Viet Nam’s 3,260 km-long coastline is a double-edged sword. While it blesses the country with abundant marine resources and huge potential for building a strong blue economy, every year Viet Nam's coastal areas face increasingly frequent and severe disasters such as storms, floods, and saltwater intrusion.
Quang Binh is one of the provinces most vulnerable to natural hazards. In 2020, it experienced two historic floods and a series of several powerful storms, flooding more than 100,000 houses and causing damage estimated at 3.7 trillion VND. In Le Thuy district, one of the most disaster-prone areas in the province, the people are especially used to living with floods; experience, however, does not make their lives any easier. Every storm season, many poor coastal households dream of having a solid and sturdy house that can resist the strong winds and rains so that they no longer have to worry about their homes, crops, and possessions being washed away by the floodwater.
Sitting in her resilient house, Mrs. Le Thi Dieu (of Tan Thinh hamlet, Tan Thuy commune, Le Thuy district) points to the 2.5m-high horizontal waterline left by the 2020 floods.

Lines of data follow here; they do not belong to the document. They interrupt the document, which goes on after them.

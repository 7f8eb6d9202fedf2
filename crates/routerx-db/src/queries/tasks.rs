//! Database query functions for the `tasks` table.

use anyhow::{Context, Result};
use serde_json::Value;
use sqlx::{PgPool, Postgres, Transaction};
use uuid::Uuid;

use crate::models::{Algorithm, Region, Task, TaskStatus, TaskType};

/// Insert a new task row inside an existing transaction. Returns the
/// inserted task with server-generated defaults (id, enqueued_at, status).
pub async fn insert_task(
    tx: &mut Transaction<'_, Postgres>,
    task_type: TaskType,
    priority: i32,
    cost: f64,
    region: Region,
    metadata: Value,
) -> Result<Task> {
    let task = sqlx::query_as::<_, Task>(
        "INSERT INTO tasks (task_type, priority, cost, region, metadata) \
         VALUES ($1, $2, $3, $4, $5) \
         RETURNING *",
    )
    .bind(task_type)
    .bind(priority)
    .bind(cost)
    .bind(region)
    .bind(metadata)
    .fetch_one(&mut **tx)
    .await
    .context("failed to insert task")?;

    Ok(task)
}

/// Fetch a single task by ID.
pub async fn get_task(pool: &PgPool, id: Uuid) -> Result<Option<Task>> {
    let task = sqlx::query_as::<_, Task>("SELECT * FROM tasks WHERE id = $1")
        .bind(id)
        .fetch_optional(pool)
        .await
        .context("failed to fetch task")?;

    Ok(task)
}

/// Filters accepted by [`list_tasks`].
#[derive(Debug, Clone, Default)]
pub struct TaskFilter {
    pub status: Option<TaskStatus>,
    pub task_type: Option<TaskType>,
    pub region: Option<Region>,
}

/// List tasks matching the given filters, newest first, paginated.
pub async fn list_tasks(
    pool: &PgPool,
    filter: &TaskFilter,
    page: i64,
    page_size: i64,
) -> Result<Vec<Task>> {
    let offset = (page - 1) * page_size;

    let tasks = sqlx::query_as::<_, Task>(
        "SELECT * FROM tasks \
         WHERE ($1::text IS NULL OR status = $1) \
           AND ($2::text IS NULL OR task_type = $2) \
           AND ($3::text IS NULL OR region = $3) \
         ORDER BY enqueued_at DESC \
         LIMIT $4 OFFSET $5",
    )
    .bind(filter.status)
    .bind(filter.task_type)
    .bind(filter.region)
    .bind(page_size)
    .bind(offset)
    .fetch_all(pool)
    .await
    .context("failed to list tasks")?;

    Ok(tasks)
}

/// Atomically claim a task for execution: flips `queued -> processing`,
/// records the worker pool and start time. Optimistic locking via the
/// `status = 'queued'` guard in the WHERE clause means concurrent claimants
/// racing on the same task see exactly one succeed.
///
/// Returns the number of rows affected (0 means the task was not in
/// `queued` status, e.g. already claimed or cancelled).
pub async fn claim_task(
    tx: &mut Transaction<'_, Postgres>,
    task_id: Uuid,
    worker_id: &str,
) -> Result<u64> {
    let result = sqlx::query(
        "UPDATE tasks \
         SET status = 'processing', started_at = now(), worker_id = $1 \
         WHERE id = $2 AND status = 'queued'",
    )
    .bind(worker_id)
    .bind(task_id)
    .execute(&mut **tx)
    .await
    .context("failed to claim task")?;

    Ok(result.rows_affected())
}

/// Record the algorithm the runner selected for a still-queued task.
///
/// Uses the same optimistic-locking idiom: the update only applies if the
/// task is still `queued`, so a task cancelled between dequeue and this
/// write is left untouched.
pub async fn set_algorithm_used(
    pool: &PgPool,
    task_id: Uuid,
    algorithm: Algorithm,
) -> Result<u64> {
    let result = sqlx::query(
        "UPDATE tasks SET algorithm_used = $1 WHERE id = $2 AND status = 'queued'",
    )
    .bind(algorithm)
    .bind(task_id)
    .execute(pool)
    .await
    .context("failed to record algorithm for task")?;

    Ok(result.rows_affected())
}

/// Transaction variant of [`set_algorithm_used`], for callers that need to
/// commit it alongside a `scheduled` log entry atomically (the runner's
/// dispatch loop).
pub async fn set_algorithm_used_tx(
    tx: &mut Transaction<'_, Postgres>,
    task_id: Uuid,
    algorithm: Algorithm,
) -> Result<u64> {
    let result = sqlx::query(
        "UPDATE tasks SET algorithm_used = $1 WHERE id = $2 AND status = 'queued'",
    )
    .bind(algorithm)
    .bind(task_id)
    .execute(&mut **tx)
    .await
    .context("failed to record algorithm for task")?;

    Ok(result.rows_affected())
}

/// Mark a task `completed` or `failed`, depending on `success`.
pub async fn finish_task(
    tx: &mut Transaction<'_, Postgres>,
    task_id: Uuid,
    success: bool,
) -> Result<()> {
    let status = if success {
        TaskStatus::Completed
    } else {
        TaskStatus::Failed
    };

    sqlx::query("UPDATE tasks SET status = $1, completed_at = now() WHERE id = $2")
        .bind(status)
        .bind(task_id)
        .execute(&mut **tx)
        .await
        .context("failed to finish task")?;

    Ok(())
}

/// Atomically cancel a queued task. Returns the number of rows affected (0
/// means the task either does not exist or is no longer `queued`).
pub async fn cancel_task(pool: &PgPool, task_id: Uuid) -> Result<u64> {
    let result = sqlx::query(
        "UPDATE tasks SET status = 'cancelled' WHERE id = $1 AND status = 'queued'",
    )
    .bind(task_id)
    .execute(pool)
    .await
    .context("failed to cancel task")?;

    Ok(result.rows_affected())
}

/// Status counts across all tasks.
#[derive(Debug, Clone, Default)]
pub struct TaskStatusCounts {
    pub queued: i64,
    pub processing: i64,
    pub completed: i64,
    pub failed: i64,
    pub cancelled: i64,
    pub total: i64,
}

/// Get a summary of task counts by status.
pub async fn get_status_counts(pool: &PgPool) -> Result<TaskStatusCounts> {
    let rows: Vec<(String, i64)> =
        sqlx::query_as("SELECT status::text, COUNT(*) as cnt FROM tasks GROUP BY status")
            .fetch_all(pool)
            .await
            .context("failed to get task status counts")?;

    let mut counts = TaskStatusCounts::default();
    for (status, count) in &rows {
        match status.as_str() {
            "queued" => counts.queued = *count,
            "processing" => counts.processing = *count,
            "completed" => counts.completed = *count,
            "failed" => counts.failed = *count,
            "cancelled" => counts.cancelled = *count,
            _ => {}
        }
        counts.total += count;
    }
    Ok(counts)
}

/// Average completion latency, in milliseconds, over all `completed` tasks.
pub async fn average_latency_ms(pool: &PgPool) -> Result<Option<f64>> {
    let row: (Option<f64>,) = sqlx::query_as(
        "SELECT EXTRACT(EPOCH FROM AVG(completed_at - started_at)) * 1000.0 \
         FROM tasks \
         WHERE status = 'completed' AND started_at IS NOT NULL AND completed_at IS NOT NULL",
    )
    .fetch_one(pool)
    .await
    .context("failed to compute average latency")?;

    Ok(row.0)
}

/// Count of tasks that completed in the trailing `window`.
pub async fn completed_in_last(pool: &PgPool, window: std::time::Duration) -> Result<i64> {
    let seconds = window.as_secs_f64();
    let row: (i64,) = sqlx::query_as(
        "SELECT COUNT(*) FROM tasks \
         WHERE status = 'completed' \
           AND completed_at >= now() - ($1 * interval '1 second')",
    )
    .bind(seconds)
    .fetch_one(pool)
    .await
    .context("failed to count recently completed tasks")?;

    Ok(row.0)
}

/// Reset all tasks stuck in `processing` back to `failed`, and zero every
/// worker pool's `current_load`. Used for restart recovery when
/// `recovery.reset_orphaned_on_startup` is enabled: if the runner process
/// crashed mid-dispatch, `processing` tasks and their pool load counters
/// are left inconsistent with reality. Returns the reset tasks.
pub async fn reset_orphaned_processing(pool: &PgPool) -> Result<Vec<Task>> {
    let mut tx = pool.begin().await.context("failed to begin transaction")?;

    let tasks = sqlx::query_as::<_, Task>(
        "UPDATE tasks \
         SET status = 'failed', completed_at = now() \
         WHERE status = 'processing' \
         RETURNING *",
    )
    .fetch_all(&mut *tx)
    .await
    .context("failed to reset orphaned tasks")?;

    sqlx::query("UPDATE worker_pools SET current_load = 0")
        .execute(&mut *tx)
        .await
        .context("failed to zero worker pool load")?;

    tx.commit().await.context("failed to commit orphan reset")?;

    Ok(tasks)
}

#[cfg(test)]
mod tests {
    use super::*;

    #[test]
    fn task_filter_default_is_unfiltered() {
        let filter = TaskFilter::default();
        assert!(filter.status.is_none());
        assert!(filter.task_type.is_none());
        assert!(filter.region.is_none());
    }

    #[test]
    fn status_counts_default_is_zero() {
        let counts = TaskStatusCounts::default();
        assert_eq!(counts.total, 0);
        assert_eq!(counts.queued, 0);
    }
}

“I am 74 years old, and I live by myself now that my children have settled far away. My old house is now in very poor shape. In 2020, I was supported by the local authorities and the project to build a resilient house, and now I feel a great sense of relief. Above all, a storm arrived right after the new house was handed over to me, so I felt very fortunate that I had somewhere safe to shelter.”
In order to help poor and disadvantaged households in disaster-prone areas, the project “Improving the resilience of vulnerable coastal communities to climate change-related impacts in Viet Nam,” financed by the Green Climate Fund (GCF) and the United Nations Development Programme (UNDP) and implemented in collaboration with the Government of Viet Nam, has been supporting coastal communities like Le Thuy district to build storm- and flood-resilient houses that can withstand the extreme weather they experience on an annual basis.
Mrs. Dieu's safe house has two floors of about 25m2. The ground floor is made of solid concrete, tiled floor, with a strong iron staircase leading upstairs. The upper floor includes emergency windows, and the corrugated iron roof is firmly attached to prevent it from blowing off in the wind.
During the historic floods in October 2020, the second floor of Mrs. Dieu's house became a shelter for many people in her neighborhood who could not safely stay in their own homes. Mrs. Dieu shares: "Thanks to this house, I was able to help my neighbors during the disaster, and especially many children from the village.”
For the last three years, the project has supported Quang Binh province to build 897 storm- and flood-resilient houses. This safe housing model proved its effectiveness time and time again throughout the 2020 historic floods, protecting many others like Mrs. Dieu. According to Mr. Dinh Khanh Hau, Deputy Director of the GCF Project Management Unit in Quang Binh province, these resilient houses serve not only as shelter for family members, but also as small-scale evacuation points that can help neighbors in the surrounding area.
Mrs. Dieu’s neighbor, Mrs. Tran Thi Thiet, says that due to the rapid rise of the floodwater her house was almost completely submerged. All six people in her family had to evacuate to Mrs. Dieu's house for four days while they waited for the water to recede so they could return to their home.
"At the beginning of 2021, hearing from the commune that I would receive support to build a safe house made me so happy that I couldn’t sleep,” says Mrs. Le Thi Lan of Tan Thuy commune, Le Thuy district. Mrs. Lan also lives alone, and before she received a safe house she was forced to flee from the floods during the rainy season every year.
Building a flood-resilient house so that she would no longer have to worry about finding shelter was a dream that Mrs. Lan cherished for a long time. From now on, she can finally feel reassured whenever the storms return. “After four months of construction, the house was completed. This year, I can set my mind at ease living with the floods."
Support to build resilient houses is meaningful work to help poor households, disadvantaged families, and vulnerable people in the coastal areas of Quang Binh province. The project is continuing to build and hand over more houses to local people, helping them feel more secure during the storm season and striving to eliminate hunger and reduce poverty.